She doesn’t find it anywhere. Khaula is deep in a pit of desolation when she encounters a teacher, a pious Muslim woman who guides her religious awakening. The decisions that come next are not easy; in the remaining pages of the essay, Khaula documents how she must eventually abandon her family, including her father, to follow the spiritual path. Though she loves him, he is morally compromised, a pawn officer in the British-style Pakistani military awash in the blood of Taliban martyrs. The final exit is dramatic: Her father follows her in his car as she departs for the airport, presumably en route to Khorasan. He tries to stop her, tries to make her conform, but she is stalwart, as true warrior Muslim women must be. She leaves, never to return.
At its outset, the story, repetitive and roughly told, is not particularly notable. There are the usual propagandist claims common to jihadi literature, the crude binaries exempting all but the group’s adherents from true and correct Islam. The novelty of the story is that it is told by a woman, and that it overtly prescribes rebellion against the strictures of home, family, and even male guardianship. That the story is the central feature of the very first issue of the Pakistani Taliban women’s magazine, released in August, is even more noteworthy. The group, known as Tehreek-e-Taliban Pakistan (TTP), has issued edicts banning women from public spaces and requiring them to be accompanied by a male guardian at all times. Yet, in Sunnat-e-Khaula, TTP advocates a complete role reversal. Per its revamped recruitment efforts, designed to help the group compete with the Islamic State for female recruits, TTP reminds women in the pages of the magazine that “Islam’s first martyr was a woman, first to accept Islam was a woman, first to spend for the sake of Allah was a woman, and first to support the Holy Prophet was a woman.” It is impossible to know whether the author is actually female, who she says she is, a compendium of several others, or the creation of a male propagandist. It is notable, however, that the Taliban want to create the impression of autobiography. Those who silenced women with such cruelty now seemingly seek to give them a voice.
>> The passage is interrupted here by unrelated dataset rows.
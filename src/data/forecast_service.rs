use {
    crate::{config::SERVICE, domain::ForecastRequest, models::ForecastResponse},
    anyhow::{Context, Result},
    async_trait::async_trait,
    reqwest::{Client, StatusCode},
    serde::Deserialize,
};

#[cfg(debug_assertions)]
use crate::config::DF;

/// How a single call to the forecasting service can fail.
///
/// The `Display` text is exactly what the error panel shows.
#[derive(Debug, Clone, PartialEq, Eq, thiserror::Error)]
pub enum ForecastError {
    /// No response arrived at all.
    #[error("Network error: {0}")]
    Transport(String),
    /// Non-2xx with a `detail` message from the service, shown verbatim.
    #[error("{detail}")]
    Service { status: u16, detail: String },
    /// Non-2xx without a usable `detail`.
    #[error("An error has occurred: {status_text}")]
    Status { status: u16, status_text: String },
    /// 2xx whose body does not have the expected shape.
    #[error("Malformed forecast response: {0}")]
    Malformed(String),
}

/// Abstract interface for requesting a forecast.
#[async_trait]
pub trait ForecastService: Send + Sync {
    async fn predict(&self, request: &ForecastRequest) -> Result<ForecastResponse, ForecastError>;
}

/// `POST {base_url}/predict` over HTTP with a JSON body.
pub struct HttpForecastService {
    http: Client,
    predict_url: String,
}

impl HttpForecastService {
    pub fn new(base_url: &str) -> Result<Self> {
        let http = Client::builder()
            .user_agent(SERVICE.user_agent)
            .build()
            .context("Failed to build HTTP client")?;
        Ok(Self {
            http,
            predict_url: SERVICE.predict_url(base_url),
        })
    }

    pub fn predict_url(&self) -> &str {
        &self.predict_url
    }
}

#[derive(Deserialize)]
struct ErrorBody {
    #[serde(default)]
    detail: Option<serde_json::Value>,
}

/// Error text for a non-2xx response: the service's `detail` string if the body
/// carries one, otherwise a message built from the status line.
pub(crate) fn classify_error_status(status: StatusCode, body: &[u8]) -> ForecastError {
    let detail = serde_json::from_slice::<ErrorBody>(body)
        .ok()
        .and_then(|b| b.detail)
        .and_then(|d| match d {
            serde_json::Value::String(s) if !s.trim().is_empty() => Some(s),
            _ => None,
        });

    match detail {
        Some(detail) => ForecastError::Service {
            status: status.as_u16(),
            detail,
        },
        None => ForecastError::Status {
            status: status.as_u16(),
            status_text: status
                .canonical_reason()
                .map(str::to_string)
                .unwrap_or_else(|| status.as_str().to_string()),
        },
    }
}

#[async_trait]
impl ForecastService for HttpForecastService {
    async fn predict(&self, request: &ForecastRequest) -> Result<ForecastResponse, ForecastError> {
        #[cfg(debug_assertions)]
        if DF.log_payloads {
            log::info!(
                "POST {} {}",
                self.predict_url,
                serde_json::to_string(request).unwrap_or_default()
            );
        }

        let response = self
            .http
            .post(&self.predict_url)
            .json(request)
            .send()
            .await
            .map_err(|e| ForecastError::Transport(e.to_string()))?;

        let status = response.status();
        let body = response
            .bytes()
            .await
            .map_err(|e| ForecastError::Transport(e.to_string()))?;

        if !status.is_success() {
            let err = classify_error_status(status, &body);
            log::warn!("Forecast service returned {}: {}", status, err);
            return Err(err);
        }

        serde_json::from_slice::<ForecastResponse>(&body)
            .map_err(|e| ForecastError::Malformed(e.to_string()))
    }
}

#[cfg(test)]
mod tests {
    use super::*;

    #[test]
    fn detail_string_is_used_verbatim() {
        let err = classify_error_status(
            StatusCode::UNPROCESSABLE_ENTITY,
            br#"{"detail":"Unknown ticker XYZ"}"#,
        );
        assert_eq!(err.to_string(), "Unknown ticker XYZ");
        assert!(matches!(err, ForecastError::Service { status: 422, .. }));
    }

    #[test]
    fn missing_detail_falls_back_to_status_text() {
        let err = classify_error_status(StatusCode::INTERNAL_SERVER_ERROR, b"{}");
        assert_eq!(
            err.to_string(),
            "An error has occurred: Internal Server Error"
        );
    }

    #[test]
    fn non_json_body_falls_back_to_status_text() {
        let err = classify_error_status(StatusCode::BAD_GATEWAY, b"<html>bad gateway</html>");
        assert_eq!(err.to_string(), "An error has occurred: Bad Gateway");
    }

    #[test]
    fn structured_detail_is_not_shown_raw() {
        let err = classify_error_status(
            StatusCode::UNPROCESSABLE_ENTITY,
            br#"{"detail":[{"loc":["body","ticker"],"msg":"field required"}]}"#,
        );
        assert_eq!(
            err,
            ForecastError::Status {
                status: 422,
                status_text: "Unprocessable Entity".into()
            }
        );
    }

    #[test]
    fn transport_errors_are_prefixed() {
        let err = ForecastError::Transport("connection refused".into());
        assert_eq!(err.to_string(), "Network error: connection refused");
    }
}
The Tehreek-e-Taliban Pakistan’s turn from seeking to eliminate women from the public sphere to envisioning them as warriors who must forsake their families to make the hijra, or migration to Khorasan, denotes a crucial change in direction. It reflects a new female identity that advocates rebellion against traditional structures, the same structures the Taliban resolved to uphold and resurrect when it first came to power in Afghanistan in 1996. While TTP is not announcing it will abandon these policies, the fact that one of its publications would encourage women to defy their fathers and migrate alone is revolutionary. It signifies how notions of femininity, domesticity, and family are being transformed by the efforts of jihadi groups to vie for female recruits. [End Page 42]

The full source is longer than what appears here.